[[ MATERIAL FOR THIS TASK open ]]
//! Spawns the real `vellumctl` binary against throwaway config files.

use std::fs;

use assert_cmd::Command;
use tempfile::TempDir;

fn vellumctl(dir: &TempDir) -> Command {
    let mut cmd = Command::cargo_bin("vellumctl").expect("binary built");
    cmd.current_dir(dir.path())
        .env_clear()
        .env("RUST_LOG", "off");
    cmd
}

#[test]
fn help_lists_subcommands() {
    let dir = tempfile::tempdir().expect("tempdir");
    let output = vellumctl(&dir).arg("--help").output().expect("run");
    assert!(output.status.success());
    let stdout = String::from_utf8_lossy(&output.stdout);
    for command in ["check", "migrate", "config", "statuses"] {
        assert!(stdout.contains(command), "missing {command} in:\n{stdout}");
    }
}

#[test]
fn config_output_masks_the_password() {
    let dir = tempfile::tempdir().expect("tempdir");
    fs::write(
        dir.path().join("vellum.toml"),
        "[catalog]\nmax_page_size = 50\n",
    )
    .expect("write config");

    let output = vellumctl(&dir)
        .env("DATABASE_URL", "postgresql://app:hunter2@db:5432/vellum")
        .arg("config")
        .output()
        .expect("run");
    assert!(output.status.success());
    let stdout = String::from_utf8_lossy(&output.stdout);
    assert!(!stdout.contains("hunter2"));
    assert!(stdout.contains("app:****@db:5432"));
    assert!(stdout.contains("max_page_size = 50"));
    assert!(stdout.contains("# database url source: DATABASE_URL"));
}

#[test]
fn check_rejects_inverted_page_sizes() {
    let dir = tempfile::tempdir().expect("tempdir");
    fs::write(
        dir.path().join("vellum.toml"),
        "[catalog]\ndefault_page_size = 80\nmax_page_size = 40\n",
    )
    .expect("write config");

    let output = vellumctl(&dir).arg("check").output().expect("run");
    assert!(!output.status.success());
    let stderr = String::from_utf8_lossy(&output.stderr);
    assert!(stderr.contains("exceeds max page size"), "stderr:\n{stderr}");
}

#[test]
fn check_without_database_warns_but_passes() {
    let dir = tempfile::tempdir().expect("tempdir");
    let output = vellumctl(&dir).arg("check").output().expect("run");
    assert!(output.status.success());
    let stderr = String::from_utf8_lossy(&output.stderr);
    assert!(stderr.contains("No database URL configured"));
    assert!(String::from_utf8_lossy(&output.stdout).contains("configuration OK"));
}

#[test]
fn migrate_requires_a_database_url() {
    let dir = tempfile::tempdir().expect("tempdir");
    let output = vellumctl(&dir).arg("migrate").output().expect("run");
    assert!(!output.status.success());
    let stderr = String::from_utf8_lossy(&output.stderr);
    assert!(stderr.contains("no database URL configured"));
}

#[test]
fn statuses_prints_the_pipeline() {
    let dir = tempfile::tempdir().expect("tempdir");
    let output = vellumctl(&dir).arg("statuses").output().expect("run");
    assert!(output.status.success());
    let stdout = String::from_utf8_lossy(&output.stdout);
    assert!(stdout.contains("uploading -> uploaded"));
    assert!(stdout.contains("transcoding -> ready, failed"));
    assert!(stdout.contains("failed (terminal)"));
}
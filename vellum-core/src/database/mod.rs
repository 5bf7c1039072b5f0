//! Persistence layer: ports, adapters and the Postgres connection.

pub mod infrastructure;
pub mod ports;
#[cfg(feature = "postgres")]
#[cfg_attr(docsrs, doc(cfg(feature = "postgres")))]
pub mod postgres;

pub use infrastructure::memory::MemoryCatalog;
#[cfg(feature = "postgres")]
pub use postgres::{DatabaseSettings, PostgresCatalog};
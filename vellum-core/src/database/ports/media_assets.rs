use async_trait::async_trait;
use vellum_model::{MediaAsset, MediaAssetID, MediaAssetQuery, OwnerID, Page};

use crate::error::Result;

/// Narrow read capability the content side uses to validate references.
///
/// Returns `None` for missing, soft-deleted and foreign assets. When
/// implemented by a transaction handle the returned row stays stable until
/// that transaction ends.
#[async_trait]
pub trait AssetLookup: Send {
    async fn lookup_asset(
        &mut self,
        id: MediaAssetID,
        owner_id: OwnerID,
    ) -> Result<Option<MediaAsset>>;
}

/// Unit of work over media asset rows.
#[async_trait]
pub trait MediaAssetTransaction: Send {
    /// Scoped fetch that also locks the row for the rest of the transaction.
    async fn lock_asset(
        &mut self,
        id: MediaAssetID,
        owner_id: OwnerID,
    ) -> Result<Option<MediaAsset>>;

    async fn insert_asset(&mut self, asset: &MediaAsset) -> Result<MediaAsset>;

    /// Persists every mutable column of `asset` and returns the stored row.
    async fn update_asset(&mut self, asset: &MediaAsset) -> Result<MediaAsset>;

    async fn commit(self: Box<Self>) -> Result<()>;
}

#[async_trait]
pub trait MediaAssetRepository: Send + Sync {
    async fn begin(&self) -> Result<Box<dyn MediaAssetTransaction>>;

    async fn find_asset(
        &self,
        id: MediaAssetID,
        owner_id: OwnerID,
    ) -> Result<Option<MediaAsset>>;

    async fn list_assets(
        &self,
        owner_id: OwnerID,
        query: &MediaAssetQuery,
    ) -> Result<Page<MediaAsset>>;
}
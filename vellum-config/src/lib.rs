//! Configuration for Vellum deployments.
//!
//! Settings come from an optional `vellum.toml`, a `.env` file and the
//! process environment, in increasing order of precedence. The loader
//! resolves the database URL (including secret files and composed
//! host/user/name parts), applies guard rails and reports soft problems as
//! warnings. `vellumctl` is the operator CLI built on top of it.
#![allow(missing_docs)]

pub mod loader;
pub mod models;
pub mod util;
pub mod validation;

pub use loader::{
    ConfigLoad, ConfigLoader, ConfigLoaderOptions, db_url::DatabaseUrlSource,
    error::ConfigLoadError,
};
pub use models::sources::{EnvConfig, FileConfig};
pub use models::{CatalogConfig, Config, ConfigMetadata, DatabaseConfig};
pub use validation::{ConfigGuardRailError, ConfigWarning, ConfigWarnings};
[[ MATERIAL FOR THIS TASK closed ]]
[[ MATERIAL FOR THIS TASK open ]]
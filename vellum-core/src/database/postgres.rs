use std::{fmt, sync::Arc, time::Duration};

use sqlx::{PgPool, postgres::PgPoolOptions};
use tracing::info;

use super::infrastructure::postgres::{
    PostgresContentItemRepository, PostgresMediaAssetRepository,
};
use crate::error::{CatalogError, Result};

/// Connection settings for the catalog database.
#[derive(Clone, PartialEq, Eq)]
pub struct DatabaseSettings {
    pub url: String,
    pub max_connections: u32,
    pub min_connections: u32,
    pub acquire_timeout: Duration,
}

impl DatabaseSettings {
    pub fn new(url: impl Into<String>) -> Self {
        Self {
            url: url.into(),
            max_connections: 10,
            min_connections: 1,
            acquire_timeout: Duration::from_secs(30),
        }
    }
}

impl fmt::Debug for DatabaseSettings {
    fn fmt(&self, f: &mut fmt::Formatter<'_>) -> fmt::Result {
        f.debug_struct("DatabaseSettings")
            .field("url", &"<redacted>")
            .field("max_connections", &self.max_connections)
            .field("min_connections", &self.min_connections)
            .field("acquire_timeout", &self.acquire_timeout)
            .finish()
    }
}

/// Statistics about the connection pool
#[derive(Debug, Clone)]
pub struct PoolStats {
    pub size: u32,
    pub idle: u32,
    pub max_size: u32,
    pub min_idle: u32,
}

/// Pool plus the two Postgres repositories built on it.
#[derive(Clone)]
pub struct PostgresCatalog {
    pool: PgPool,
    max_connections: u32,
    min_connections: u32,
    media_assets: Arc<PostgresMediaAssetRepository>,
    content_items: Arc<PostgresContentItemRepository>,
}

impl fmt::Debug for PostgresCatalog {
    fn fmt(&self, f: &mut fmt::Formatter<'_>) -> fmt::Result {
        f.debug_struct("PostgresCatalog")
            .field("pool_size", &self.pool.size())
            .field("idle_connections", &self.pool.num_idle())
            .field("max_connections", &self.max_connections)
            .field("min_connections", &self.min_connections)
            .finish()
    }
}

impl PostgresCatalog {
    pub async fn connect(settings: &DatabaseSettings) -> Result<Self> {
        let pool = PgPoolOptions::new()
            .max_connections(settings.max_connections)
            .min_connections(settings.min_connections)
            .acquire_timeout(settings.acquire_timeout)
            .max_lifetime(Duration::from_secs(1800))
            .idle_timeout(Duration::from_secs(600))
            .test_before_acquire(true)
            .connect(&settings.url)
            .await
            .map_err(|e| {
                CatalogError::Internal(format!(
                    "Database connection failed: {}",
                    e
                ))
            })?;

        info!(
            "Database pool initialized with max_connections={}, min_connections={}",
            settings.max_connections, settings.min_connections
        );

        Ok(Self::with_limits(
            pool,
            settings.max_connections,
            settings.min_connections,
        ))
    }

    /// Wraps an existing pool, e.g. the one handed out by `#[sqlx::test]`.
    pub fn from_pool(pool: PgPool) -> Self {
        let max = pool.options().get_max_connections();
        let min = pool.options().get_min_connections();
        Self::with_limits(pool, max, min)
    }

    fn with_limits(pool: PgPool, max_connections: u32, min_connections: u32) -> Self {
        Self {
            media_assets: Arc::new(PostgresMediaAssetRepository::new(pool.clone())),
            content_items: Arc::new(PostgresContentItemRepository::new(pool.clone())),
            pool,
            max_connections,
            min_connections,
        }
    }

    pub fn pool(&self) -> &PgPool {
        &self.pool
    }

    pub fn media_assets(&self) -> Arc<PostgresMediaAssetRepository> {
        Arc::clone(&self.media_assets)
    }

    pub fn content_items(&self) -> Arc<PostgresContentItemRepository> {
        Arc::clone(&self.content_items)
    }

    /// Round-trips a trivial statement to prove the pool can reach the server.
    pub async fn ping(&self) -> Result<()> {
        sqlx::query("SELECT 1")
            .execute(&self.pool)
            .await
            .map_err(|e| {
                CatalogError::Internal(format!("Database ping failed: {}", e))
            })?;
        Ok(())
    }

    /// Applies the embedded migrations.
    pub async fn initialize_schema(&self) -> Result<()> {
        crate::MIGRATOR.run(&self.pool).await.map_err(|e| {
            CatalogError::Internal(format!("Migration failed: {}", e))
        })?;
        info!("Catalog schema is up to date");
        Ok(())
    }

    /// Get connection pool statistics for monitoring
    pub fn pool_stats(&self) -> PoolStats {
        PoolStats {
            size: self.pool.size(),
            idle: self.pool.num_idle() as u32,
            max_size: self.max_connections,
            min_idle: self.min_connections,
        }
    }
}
[[ MATERIAL FOR THIS TASK closed ]]
[[ MATERIAL FOR THIS TASK open ]]
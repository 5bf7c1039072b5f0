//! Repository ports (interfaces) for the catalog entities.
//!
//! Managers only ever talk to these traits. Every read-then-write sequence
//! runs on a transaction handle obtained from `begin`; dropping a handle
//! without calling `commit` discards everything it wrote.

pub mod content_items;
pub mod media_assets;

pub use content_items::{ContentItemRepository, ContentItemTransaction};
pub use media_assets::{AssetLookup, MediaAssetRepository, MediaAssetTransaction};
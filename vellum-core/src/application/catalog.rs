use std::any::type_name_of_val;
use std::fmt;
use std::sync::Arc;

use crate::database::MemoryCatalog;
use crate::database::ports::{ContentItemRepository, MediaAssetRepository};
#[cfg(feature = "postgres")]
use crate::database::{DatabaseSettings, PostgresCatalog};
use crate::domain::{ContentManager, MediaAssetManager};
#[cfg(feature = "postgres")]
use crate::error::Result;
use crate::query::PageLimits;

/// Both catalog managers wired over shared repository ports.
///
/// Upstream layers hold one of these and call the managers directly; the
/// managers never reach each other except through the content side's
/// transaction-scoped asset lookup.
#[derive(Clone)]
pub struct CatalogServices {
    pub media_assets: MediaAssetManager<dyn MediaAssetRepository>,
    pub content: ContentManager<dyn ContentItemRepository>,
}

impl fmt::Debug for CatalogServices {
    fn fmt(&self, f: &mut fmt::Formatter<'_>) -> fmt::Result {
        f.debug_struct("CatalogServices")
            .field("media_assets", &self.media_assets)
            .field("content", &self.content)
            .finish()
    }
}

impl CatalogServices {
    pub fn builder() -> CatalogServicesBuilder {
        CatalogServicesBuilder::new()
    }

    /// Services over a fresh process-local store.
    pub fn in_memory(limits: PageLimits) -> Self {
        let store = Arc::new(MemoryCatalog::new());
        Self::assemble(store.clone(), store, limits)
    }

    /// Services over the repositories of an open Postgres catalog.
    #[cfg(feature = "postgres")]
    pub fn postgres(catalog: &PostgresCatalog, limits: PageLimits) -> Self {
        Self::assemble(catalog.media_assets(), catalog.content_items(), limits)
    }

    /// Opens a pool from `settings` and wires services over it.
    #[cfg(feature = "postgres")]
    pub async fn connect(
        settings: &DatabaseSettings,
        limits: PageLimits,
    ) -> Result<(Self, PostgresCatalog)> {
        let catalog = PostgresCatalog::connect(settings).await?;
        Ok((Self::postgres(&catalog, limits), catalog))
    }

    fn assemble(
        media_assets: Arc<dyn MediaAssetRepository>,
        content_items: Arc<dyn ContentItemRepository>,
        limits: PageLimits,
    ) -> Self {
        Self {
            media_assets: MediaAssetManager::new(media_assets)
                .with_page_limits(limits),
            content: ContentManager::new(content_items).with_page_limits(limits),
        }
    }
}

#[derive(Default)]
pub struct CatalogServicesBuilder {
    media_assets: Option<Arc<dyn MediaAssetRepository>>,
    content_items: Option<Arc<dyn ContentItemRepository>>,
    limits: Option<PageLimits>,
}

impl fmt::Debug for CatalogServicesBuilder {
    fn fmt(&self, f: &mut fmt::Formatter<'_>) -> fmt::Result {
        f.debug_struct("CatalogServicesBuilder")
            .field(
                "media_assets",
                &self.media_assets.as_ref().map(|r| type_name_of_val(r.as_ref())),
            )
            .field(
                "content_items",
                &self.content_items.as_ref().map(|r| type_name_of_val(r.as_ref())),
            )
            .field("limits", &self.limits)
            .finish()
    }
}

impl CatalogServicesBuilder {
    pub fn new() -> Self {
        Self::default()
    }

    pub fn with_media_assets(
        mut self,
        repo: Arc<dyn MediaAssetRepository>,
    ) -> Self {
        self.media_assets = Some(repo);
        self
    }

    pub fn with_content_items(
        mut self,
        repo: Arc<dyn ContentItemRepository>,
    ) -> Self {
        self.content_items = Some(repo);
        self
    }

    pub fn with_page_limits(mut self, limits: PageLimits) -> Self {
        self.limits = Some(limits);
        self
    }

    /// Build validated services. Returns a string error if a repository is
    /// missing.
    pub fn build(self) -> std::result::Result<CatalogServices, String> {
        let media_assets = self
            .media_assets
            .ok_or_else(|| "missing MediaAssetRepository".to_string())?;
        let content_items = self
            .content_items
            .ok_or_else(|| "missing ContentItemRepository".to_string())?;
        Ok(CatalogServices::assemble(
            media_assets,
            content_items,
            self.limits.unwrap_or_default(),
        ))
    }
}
[[ MATERIAL FOR THIS TASK closed ]]
● **AIM OF THE TASK**
If the word "built" is on a line above, return that line.

● **EXPECTED OUTPUT**
    let mut cmd = Command::cargo_bin("vellumctl").expect("binary built");
//! warnings. `vellumctl` is the operator CLI built on top of it.
/// Pool plus the two Postgres repositories built on it.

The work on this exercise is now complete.